MotoGP, Mauro Sanchini: “Ad Assen gran duello Rossi-Marquez”

Valentino Rossi e Marc Marquez
Valentino Rossi e Marc Marquez (©Getty Images)

Il prossimo Gran Premio di Assen (26 giugno), in Olanda, segnerà un po’ un nuovo inizio per il Motomondiale 2016. Non c’è dubbio infatti che l’incidente mortale di Luis Salom (Moto2) a Barcellona e la successiva stretta di mano tra Valentino Rossi e Marc Marquez siano stati un evento-spartiacque, che ha avuto l’effetto di riportare tutti con i piedi per terra, dopo mesi di parole e azioni troppo sopra le righe. Così, almeno, la pensa Mauro Sanchini, 46 anni, pesarese come il Dottore, nonché ex pilota e ora commentatore tecnico di Sky.

La morte di Salom, spiega Sanchini in un’intervista alla Sentinella del Canavese, ha insegnato a tutti coloro che gravitano attorno al mondo delle due ruote (e non solo) “che, purtroppo, non riusciamo a prevedere tutto”. “Ci ha ricordato che dobbiamo tenere conto che le moto e la velocità producono pericolo – dice – . La realtà è questa. Pensavano di essere arrivati a proteggere tanto o tutto e invece l’incognita è all’ordine del giorno, il pericolo dietro l’angolo”.

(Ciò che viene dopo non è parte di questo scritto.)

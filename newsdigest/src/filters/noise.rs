//! Keyword noise filter.
//!
//! Price action, technical analysis, brokerage calls and corporate-action
//! coverage share vocabulary with genuine results coverage ("profit", "share",
//! "quarter"), so a noise hit is forgiven when the title also talks about
//! fundamentals, unless it additionally carries a bad-context term.

use super::{Candidate, Filter, FilterContext};

/// Lowercased headline with the trailing " - Publisher" suffix and all
/// punctuation removed, whitespace collapsed.
pub fn normalize_title(title: &str) -> String {
    let headline = match title.rsplit_once(" - ") {
        Some((headline, _source)) => headline,
        None => title,
    };

    let stripped: String = headline
        .chars()
        .filter(|c| c.is_alphanumeric() || c.is_whitespace())
        .collect();

    stripped
        .split_whitespace()
        .collect::<Vec<_>>()
        .join(" ")
        .to_lowercase()
}

pub struct NoiseFilter {
    noise: Vec<String>,
    fundamentals: Vec<String>,
    bad_context: Vec<String>,
}

impl NoiseFilter {
    /// Terms are normalized the same way titles are, so "52-week" matches
    /// "52-week high" once both lose their hyphen.
    pub fn new(noise: &[String], fundamentals: &[String], bad_context: &[String]) -> Self {
        Self {
            noise: normalize_terms(noise),
            fundamentals: normalize_terms(fundamentals),
            bad_context: normalize_terms(bad_context),
        }
    }

    fn is_noise(&self, normalized_title: &str) -> bool {
        if !contains_any(normalized_title, &self.noise) {
            return false;
        }
        if contains_any(normalized_title, &self.fundamentals) {
            return contains_any(normalized_title, &self.bad_context);
        }
        true
    }
}

impl Filter for NoiseFilter {
    fn name(&self) -> &str {
        "noise"
    }

    fn accepts(&self, candidate: &Candidate<'_>, _context: &FilterContext) -> bool {
        !self.is_noise(&candidate.normalized_title)
    }
}

fn normalize_terms(terms: &[String]) -> Vec<String> {
    terms
        .iter()
        .map(|t| normalize_title(t))
        .filter(|t| !t.is_empty())
        .collect()
}

/// Plain substring test, so a keyword also matches its inflections.
fn contains_any(haystack: &str, needles: &[String]) -> bool {
    needles.iter().any(|n| haystack.contains(n.as_str()))
}

#[cfg(test)]
mod tests {
    use super::*;
    use common::FilterConfig;

    fn default_filter() -> NoiseFilter {
        let cfg = FilterConfig::default();
        NoiseFilter::new(&cfg.noise_keywords, &cfg.fundamentals_terms, &cfg.bad_context_terms)
    }

    #[test]
    fn test_normalize_title() {
        assert_eq!(
            normalize_title("Firm X posts strong profit - Times of India"),
            "firm x posts strong profit"
        );
        assert_eq!(normalize_title("  RBI's  new   norms!  "), "rbis new norms");
        assert_eq!(normalize_title("Stock hits 52-week high - Moneycontrol"), "stock hits 52week high");
    }

    #[test]
    fn test_normalize_cuts_at_last_separator() {
        assert_eq!(
            normalize_title("Q2 update - lending grows - Business Standard"),
            "q2 update lending grows"
        );
    }

    #[test]
    fn test_price_action_is_noise() {
        let filter = default_filter();
        assert!(filter.is_noise(&normalize_title("Bajaj Finance share price today - Mint")));
        assert!(filter.is_noise(&normalize_title("Stock hits 52-week high - Moneycontrol")));
        assert!(filter.is_noise(&normalize_title("Brokerage sees upside, sets target of Rs 900")));
    }

    #[test]
    fn test_fundamentals_forgive_noise_without_bad_context() {
        let filter = default_filter();
        assert!(!filter.is_noise(&normalize_title(
            "Cholamandalam profit surges 30% in September quarter - Reuters"
        )));
        assert!(!filter.is_noise(&normalize_title("Muthoot Finance quarter profit rises - Mint")));
    }

    #[test]
    fn test_fundamentals_with_bad_context_is_noise() {
        let filter = default_filter();
        assert!(filter.is_noise(&normalize_title("Shriram Finance profit beats estimates, share jumps 5%")));
        assert!(filter.is_noise(&normalize_title("Mahindra Finance Q2 profit up; declares dividend")));
    }

    #[test]
    fn test_keywords_match_inside_words() {
        let filter = default_filter();
        // "surge" covers "surges" and "surged"
        assert!(filter.is_noise(&normalize_title("Manappuram Finance surged on gold prices - Mint")));
        // and "share" covers "shareholding"
        assert!(filter.is_noise(&normalize_title(
            "Bajaj Finserv raises shareholding in Bajaj Finance - Reuters"
        )));
        assert!(filter.is_noise(&normalize_title("Microfinance lenders gain market share - Mint")));
    }

    #[test]
    fn test_clean_deal_headline_passes() {
        let filter = default_filter();
        assert!(!filter.is_noise(&normalize_title(
            "Piramal Enterprises completes acquisition of housing lender - Business Standard"
        )));
    }
}
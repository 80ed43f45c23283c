//! Cross-run memory of surfaced links.
//!
//! The store is a newline-delimited file of link hashes. It only ever grows:
//! hashes are appended after a digest has been delivered and are never removed.
//! One run at a time is assumed; concurrent runs would race on read-then-append.

use anyhow::{Context, Result};
use sha2::{Digest, Sha256};
use std::collections::HashSet;
use std::path::{Path, PathBuf};
use tracing::{info, warn};

/// Stable identifier of a link: SHA-256, lowercase hex.
pub fn link_hash(link: &str) -> String {
    let mut hasher = Sha256::new();
    hasher.update(link.trim().as_bytes());
    format!("{:x}", hasher.finalize())
}

/// Hashes considered already surfaced.
#[derive(Debug, Clone, Default, PartialEq, Eq)]
pub struct HistoryRecord {
    hashes: HashSet<String>,
}

impl HistoryRecord {
    pub fn from_hashes<I, S>(hashes: I) -> Self
    where
        I: IntoIterator<Item = S>,
        S: Into<String>,
    {
        Self {
            hashes: hashes.into_iter().map(Into::into).collect(),
        }
    }

    fn parse(data: &str) -> Self {
        Self::from_hashes(data.lines().map(str::trim).filter(|l| !l.is_empty()))
    }

    pub fn contains(&self, hash: &str) -> bool {
        self.hashes.contains(hash)
    }

    pub fn len(&self) -> usize {
        self.hashes.len()
    }

    pub fn is_empty(&self) -> bool {
        self.hashes.is_empty()
    }
}

/// File-backed history.
pub struct HistoryStore {
    path: PathBuf,
}

impl HistoryStore {
    pub fn new(path: impl Into<PathBuf>) -> Self {
        Self { path: path.into() }
    }

    pub fn path(&self) -> &Path {
        &self.path
    }

    /// Reads every persisted hash. A missing or unreadable file is an empty
    /// history, never an error.
    pub async fn load(&self) -> HistoryRecord {
        match tokio::fs::read_to_string(&self.path).await {
            Ok(data) => {
                let record = HistoryRecord::parse(&data);
                info!(path = %self.path.display(), "Loaded {} history entries", record.len());
                record
            }
            Err(e) if e.kind() == std::io::ErrorKind::NotFound => {
                info!(path = %self.path.display(), "No history file yet, starting empty");
                HistoryRecord::default()
            }
            Err(e) => {
                warn!(path = %self.path.display(), "Failed to read history, treating as empty: {}", e);
                HistoryRecord::default()
            }
        }
    }

    /// Appends `hashes` to the file. The new content is written to a sibling
    /// temporary file and renamed into place, so a crash leaves either the old
    /// or the new file.
    pub async fn commit(&self, hashes: &[String]) -> Result<()> {
        if hashes.is_empty() {
            return Ok(());
        }

        if let Some(parent) = self.path.parent().filter(|p| !p.as_os_str().is_empty()) {
            tokio::fs::create_dir_all(parent)
                .await
                .with_context(|| format!("Failed to create history directory: {}", parent.display()))?;
        }

        let mut content = match tokio::fs::read_to_string(&self.path).await {
            Ok(existing) => existing,
            Err(e) if e.kind() == std::io::ErrorKind::NotFound => String::new(),
            Err(e) => {
                return Err(e).with_context(|| format!("Failed to read history file: {}", self.path.display()))
            }
        };
        if !content.is_empty() && !content.ends_with('\n') {
            content.push('\n');
        }
        for hash in hashes {
            content.push_str(hash);
            content.push('\n');
        }

        let tmp_path = self.tmp_path();
        tokio::fs::write(&tmp_path, content.as_bytes())
            .await
            .with_context(|| format!("Failed to write history file: {}", tmp_path.display()))?;
        tokio::fs::rename(&tmp_path, &self.path)
            .await
            .with_context(|| format!("Failed to replace history file: {}", self.path.display()))?;

        info!(path = %self.path.display(), "Committed {} new history entries", hashes.len());
        Ok(())
    }

    fn tmp_path(&self) -> PathBuf {
        let mut name = self
            .path
            .file_name()
            .map(|n| n.to_os_string())
            .unwrap_or_else(|| "history".into());
        name.push(".tmp");
        self.path.with_file_name(name)
    }
}
use super::{Candidate, Filter, FilterContext};
use crate::history::HistoryRecord;

/// Drops items already surfaced by a previous run, or earlier in this one.
pub struct HistoryFilter {
    record: HistoryRecord,
}

impl HistoryFilter {
    pub fn new(record: HistoryRecord) -> Self {
        Self { record }
    }
}

impl Filter for HistoryFilter {
    fn name(&self) -> &str {
        "history"
    }

    fn accepts(&self, candidate: &Candidate<'_>, context: &FilterContext) -> bool {
        !self.record.contains(&candidate.link_hash) && !context.has_accepted(&candidate.link_hash)
    }
}
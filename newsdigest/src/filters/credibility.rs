use super::{Candidate, Filter, FilterContext};

/// Keeps items whose publisher name contains one of the allow-listed names,
/// case-insensitively. An empty allow-list lets everything through.
pub struct CredibilityFilter {
    allowed: Vec<String>,
}

impl CredibilityFilter {
    pub fn new(allowed: &[String]) -> Self {
        Self {
            allowed: allowed
                .iter()
                .map(|s| s.trim().to_lowercase())
                .filter(|s| !s.is_empty())
                .collect(),
        }
    }
}

impl Filter for CredibilityFilter {
    fn name(&self) -> &str {
        "credibility"
    }

    fn accepts(&self, candidate: &Candidate<'_>, _context: &FilterContext) -> bool {
        if self.allowed.is_empty() {
            return true;
        }
        let source = candidate.item.source_name.to_lowercase();
        self.allowed.iter().any(|name| source.contains(name.as_str()))
    }
}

La vicenda ha per lo meno avuto un risvolto positivo: il “disgelo” di cui sopra tra Rossi e Marquez. “Sicuramente qualcosa è cambiato – afferma l’esperto al riguardo – . Quanto accaduto a Salom ha scosso tutti. In quei momenti capisci che tutte le frizioni dell’anno scorso non servono a nulla. Ti rendi conto che tutto era sopra le righe. Nell’ambiente si respira quell’apatia che, in occasione dei Gran Premi, generava tensione, quella cortina di nervosismo che ti fa stare male. Non ti senti a tuo agio. E il colpo dell’incidente mortale di Salom ha riportato tutti sulla terra. Salom ha fatto riflettere, si percepiva troppa tensione dopo le ruggini dell’anno scorso”.

 

Valentino secondo Sanchini

Quanto al Campione di Tavullia, a suo parere rispetto all’anno scorso “forse è ancora più al top”. “Secondo me, va più forte dello scorso anno – precisa Sanchini – . Il livello di loro tre – Rossi, Marquez e Lorenzo – è altissimo. Valentino ha trovato una moto messa a punto bene che gli permette di esprimersi al massimo. Si diverte a guidarla e riesce a dare quel qualcosa in più che fa la differenza”.

E a chi gli domanda chi sia il favorito al prossimo round di Assen, il commentatore di Sky risponde: “Dovrei rispondere Valentino, ma si fa fatica quest’anno a fare previsioni. È un Mondiale imprevedibile: gomme ed elettronica influenzano il risultato. I pronostici sono stati tutti tutti ribaltati”. In ogni caso, in Olanda c’è da attendersi una sfida serrata tra Marquez e Valentino. “Un gran duello come lo scorso anno; non penso Lorenzo possa stare dietro di loro fino alla fine. Però, mi aspetto un duello rispettoso, non più spericolato”, conclude.